*Exercise description*: Search the records for the word "collect" and report each line that has it.
━━━ Excerpted records
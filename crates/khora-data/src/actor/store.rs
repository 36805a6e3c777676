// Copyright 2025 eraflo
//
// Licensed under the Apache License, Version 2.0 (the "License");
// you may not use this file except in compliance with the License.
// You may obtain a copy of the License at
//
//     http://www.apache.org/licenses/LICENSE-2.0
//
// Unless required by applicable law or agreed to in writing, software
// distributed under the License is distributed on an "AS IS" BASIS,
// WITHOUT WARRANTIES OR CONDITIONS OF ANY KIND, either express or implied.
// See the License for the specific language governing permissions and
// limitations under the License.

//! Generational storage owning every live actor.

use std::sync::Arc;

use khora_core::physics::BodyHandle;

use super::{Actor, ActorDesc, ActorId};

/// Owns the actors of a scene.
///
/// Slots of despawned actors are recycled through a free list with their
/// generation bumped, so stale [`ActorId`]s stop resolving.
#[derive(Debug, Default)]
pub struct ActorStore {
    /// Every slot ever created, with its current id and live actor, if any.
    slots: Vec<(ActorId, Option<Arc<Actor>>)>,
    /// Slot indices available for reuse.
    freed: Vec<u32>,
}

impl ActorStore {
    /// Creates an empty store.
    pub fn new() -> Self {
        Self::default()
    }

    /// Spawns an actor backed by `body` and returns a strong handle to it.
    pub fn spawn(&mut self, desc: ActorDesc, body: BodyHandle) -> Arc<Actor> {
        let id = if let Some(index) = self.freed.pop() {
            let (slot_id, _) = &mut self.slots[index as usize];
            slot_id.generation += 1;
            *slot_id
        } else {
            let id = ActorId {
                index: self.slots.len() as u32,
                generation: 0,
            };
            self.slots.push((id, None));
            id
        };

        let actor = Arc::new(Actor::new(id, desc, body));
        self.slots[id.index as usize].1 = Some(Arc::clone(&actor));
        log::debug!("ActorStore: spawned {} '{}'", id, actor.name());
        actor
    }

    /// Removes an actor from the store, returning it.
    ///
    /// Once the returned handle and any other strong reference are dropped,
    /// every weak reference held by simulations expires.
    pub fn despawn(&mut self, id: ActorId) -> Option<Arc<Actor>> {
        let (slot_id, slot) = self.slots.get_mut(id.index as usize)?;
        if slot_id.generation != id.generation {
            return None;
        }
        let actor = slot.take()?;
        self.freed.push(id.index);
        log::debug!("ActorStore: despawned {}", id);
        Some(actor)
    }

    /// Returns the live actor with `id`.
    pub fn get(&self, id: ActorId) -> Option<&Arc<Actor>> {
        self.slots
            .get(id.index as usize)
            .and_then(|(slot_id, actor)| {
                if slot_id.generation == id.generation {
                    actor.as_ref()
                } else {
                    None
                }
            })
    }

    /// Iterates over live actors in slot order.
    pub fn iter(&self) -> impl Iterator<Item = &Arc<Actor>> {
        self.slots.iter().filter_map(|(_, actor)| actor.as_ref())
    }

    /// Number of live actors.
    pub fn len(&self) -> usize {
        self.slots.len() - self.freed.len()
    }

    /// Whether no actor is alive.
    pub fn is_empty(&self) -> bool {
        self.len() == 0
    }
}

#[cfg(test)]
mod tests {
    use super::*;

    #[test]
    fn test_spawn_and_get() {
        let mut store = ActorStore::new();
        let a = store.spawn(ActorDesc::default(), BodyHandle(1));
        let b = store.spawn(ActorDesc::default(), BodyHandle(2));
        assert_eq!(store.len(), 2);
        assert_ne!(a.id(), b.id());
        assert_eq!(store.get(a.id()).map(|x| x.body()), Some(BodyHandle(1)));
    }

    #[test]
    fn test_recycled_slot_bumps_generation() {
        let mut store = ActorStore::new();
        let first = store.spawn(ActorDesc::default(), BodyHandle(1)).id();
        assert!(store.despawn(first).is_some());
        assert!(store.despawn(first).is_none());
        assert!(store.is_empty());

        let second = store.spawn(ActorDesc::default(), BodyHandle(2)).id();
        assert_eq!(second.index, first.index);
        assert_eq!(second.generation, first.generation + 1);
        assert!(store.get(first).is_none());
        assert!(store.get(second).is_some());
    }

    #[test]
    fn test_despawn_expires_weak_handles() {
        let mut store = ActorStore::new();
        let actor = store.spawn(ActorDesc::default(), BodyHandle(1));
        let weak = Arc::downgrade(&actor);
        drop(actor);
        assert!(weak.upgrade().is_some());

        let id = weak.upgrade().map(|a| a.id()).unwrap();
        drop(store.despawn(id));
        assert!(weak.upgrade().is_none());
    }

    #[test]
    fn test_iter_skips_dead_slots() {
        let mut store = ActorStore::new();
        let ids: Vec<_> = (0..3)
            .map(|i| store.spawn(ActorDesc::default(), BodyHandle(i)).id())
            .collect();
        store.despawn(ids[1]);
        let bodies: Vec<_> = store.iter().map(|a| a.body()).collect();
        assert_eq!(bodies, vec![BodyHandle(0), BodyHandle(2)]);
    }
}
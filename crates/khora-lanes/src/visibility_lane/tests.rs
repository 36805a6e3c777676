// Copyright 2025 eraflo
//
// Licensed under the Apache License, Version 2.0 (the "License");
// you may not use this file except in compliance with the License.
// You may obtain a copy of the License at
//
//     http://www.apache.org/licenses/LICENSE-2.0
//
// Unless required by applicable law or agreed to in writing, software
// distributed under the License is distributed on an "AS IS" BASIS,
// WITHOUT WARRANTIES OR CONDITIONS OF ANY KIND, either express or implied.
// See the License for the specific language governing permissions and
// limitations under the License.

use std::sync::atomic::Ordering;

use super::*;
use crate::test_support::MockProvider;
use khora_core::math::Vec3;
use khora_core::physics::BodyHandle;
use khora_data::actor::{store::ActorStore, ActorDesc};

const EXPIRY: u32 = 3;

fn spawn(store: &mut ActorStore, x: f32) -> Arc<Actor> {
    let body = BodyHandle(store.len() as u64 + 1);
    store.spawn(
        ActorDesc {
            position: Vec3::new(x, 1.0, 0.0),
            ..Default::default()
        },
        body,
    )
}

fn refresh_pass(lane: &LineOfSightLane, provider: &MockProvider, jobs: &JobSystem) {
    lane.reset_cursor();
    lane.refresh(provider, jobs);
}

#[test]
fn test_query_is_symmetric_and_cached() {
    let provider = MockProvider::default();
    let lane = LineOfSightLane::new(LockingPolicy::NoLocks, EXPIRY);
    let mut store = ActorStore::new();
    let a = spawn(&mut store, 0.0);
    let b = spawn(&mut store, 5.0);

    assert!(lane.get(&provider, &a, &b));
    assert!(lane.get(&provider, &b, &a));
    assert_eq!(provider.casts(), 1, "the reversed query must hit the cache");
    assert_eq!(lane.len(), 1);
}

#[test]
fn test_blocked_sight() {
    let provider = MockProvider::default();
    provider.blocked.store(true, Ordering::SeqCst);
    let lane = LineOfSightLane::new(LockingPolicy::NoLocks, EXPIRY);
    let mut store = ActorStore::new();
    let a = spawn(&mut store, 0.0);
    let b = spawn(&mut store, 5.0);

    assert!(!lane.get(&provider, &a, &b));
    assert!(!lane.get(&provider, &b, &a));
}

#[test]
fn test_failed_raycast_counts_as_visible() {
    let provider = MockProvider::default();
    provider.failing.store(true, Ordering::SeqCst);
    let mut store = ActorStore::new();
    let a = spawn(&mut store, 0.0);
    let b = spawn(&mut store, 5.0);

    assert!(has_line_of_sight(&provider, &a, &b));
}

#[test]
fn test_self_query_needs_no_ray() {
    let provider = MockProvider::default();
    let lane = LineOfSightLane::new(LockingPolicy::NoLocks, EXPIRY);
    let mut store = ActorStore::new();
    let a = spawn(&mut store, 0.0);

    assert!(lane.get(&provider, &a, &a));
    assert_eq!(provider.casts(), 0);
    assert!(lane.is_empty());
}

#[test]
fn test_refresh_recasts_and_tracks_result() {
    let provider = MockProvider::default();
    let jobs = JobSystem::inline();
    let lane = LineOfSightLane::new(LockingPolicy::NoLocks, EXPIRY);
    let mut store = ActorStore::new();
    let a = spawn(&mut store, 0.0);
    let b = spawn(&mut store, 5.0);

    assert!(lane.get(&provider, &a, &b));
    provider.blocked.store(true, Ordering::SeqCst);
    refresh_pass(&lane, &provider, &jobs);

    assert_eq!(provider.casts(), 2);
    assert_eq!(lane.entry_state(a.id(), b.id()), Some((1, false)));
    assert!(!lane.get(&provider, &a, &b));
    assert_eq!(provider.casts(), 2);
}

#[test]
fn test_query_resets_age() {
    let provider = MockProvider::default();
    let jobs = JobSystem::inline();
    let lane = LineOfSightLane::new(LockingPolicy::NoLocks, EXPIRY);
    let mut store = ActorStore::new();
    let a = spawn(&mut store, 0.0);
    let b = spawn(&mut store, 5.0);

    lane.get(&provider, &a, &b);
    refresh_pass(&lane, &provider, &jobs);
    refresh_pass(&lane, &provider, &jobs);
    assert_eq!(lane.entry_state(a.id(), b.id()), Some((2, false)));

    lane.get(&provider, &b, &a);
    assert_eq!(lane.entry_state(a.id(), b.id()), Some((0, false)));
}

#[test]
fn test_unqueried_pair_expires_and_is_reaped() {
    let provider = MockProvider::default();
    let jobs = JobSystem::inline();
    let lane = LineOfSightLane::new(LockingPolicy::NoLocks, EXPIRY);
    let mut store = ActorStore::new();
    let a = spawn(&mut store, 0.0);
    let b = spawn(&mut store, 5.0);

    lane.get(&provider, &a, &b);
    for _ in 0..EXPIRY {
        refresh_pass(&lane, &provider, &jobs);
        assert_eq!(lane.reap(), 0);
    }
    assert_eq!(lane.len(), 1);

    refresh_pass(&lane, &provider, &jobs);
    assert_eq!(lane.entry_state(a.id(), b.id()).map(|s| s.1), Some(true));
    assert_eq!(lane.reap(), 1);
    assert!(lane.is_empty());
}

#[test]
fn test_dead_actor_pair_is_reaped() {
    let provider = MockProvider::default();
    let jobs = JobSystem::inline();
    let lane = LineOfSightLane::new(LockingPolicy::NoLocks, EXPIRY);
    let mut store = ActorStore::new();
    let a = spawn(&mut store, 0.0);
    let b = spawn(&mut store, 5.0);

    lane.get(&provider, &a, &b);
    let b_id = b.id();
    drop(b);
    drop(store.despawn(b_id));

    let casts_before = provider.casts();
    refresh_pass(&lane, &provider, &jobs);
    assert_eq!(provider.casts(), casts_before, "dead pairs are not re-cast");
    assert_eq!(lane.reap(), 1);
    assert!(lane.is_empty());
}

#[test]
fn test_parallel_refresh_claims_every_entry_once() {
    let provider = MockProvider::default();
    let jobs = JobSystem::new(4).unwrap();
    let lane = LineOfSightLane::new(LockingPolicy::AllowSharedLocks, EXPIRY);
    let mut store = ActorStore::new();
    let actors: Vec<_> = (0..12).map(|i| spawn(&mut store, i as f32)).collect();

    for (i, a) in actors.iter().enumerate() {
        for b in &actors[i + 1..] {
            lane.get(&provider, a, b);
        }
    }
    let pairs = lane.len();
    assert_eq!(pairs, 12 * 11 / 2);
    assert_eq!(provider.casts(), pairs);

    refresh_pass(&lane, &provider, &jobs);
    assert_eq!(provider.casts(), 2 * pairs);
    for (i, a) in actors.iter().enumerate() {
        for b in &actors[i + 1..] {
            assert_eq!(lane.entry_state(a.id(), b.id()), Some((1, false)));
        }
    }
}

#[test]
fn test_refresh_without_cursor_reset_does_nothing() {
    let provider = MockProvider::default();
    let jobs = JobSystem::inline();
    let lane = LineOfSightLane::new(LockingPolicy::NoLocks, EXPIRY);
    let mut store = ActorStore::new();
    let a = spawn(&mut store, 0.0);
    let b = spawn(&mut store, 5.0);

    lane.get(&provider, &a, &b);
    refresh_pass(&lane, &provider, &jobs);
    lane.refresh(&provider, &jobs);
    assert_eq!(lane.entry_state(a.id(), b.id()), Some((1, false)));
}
━━━━━━
*Written solution*:
            .collect();
        let bodies: Vec<_> = store.iter().map(|a| a.body()).collect();
    let actors: Vec<_> = (0..12).map(|i| spawn(&mut store, i as f32)).collect();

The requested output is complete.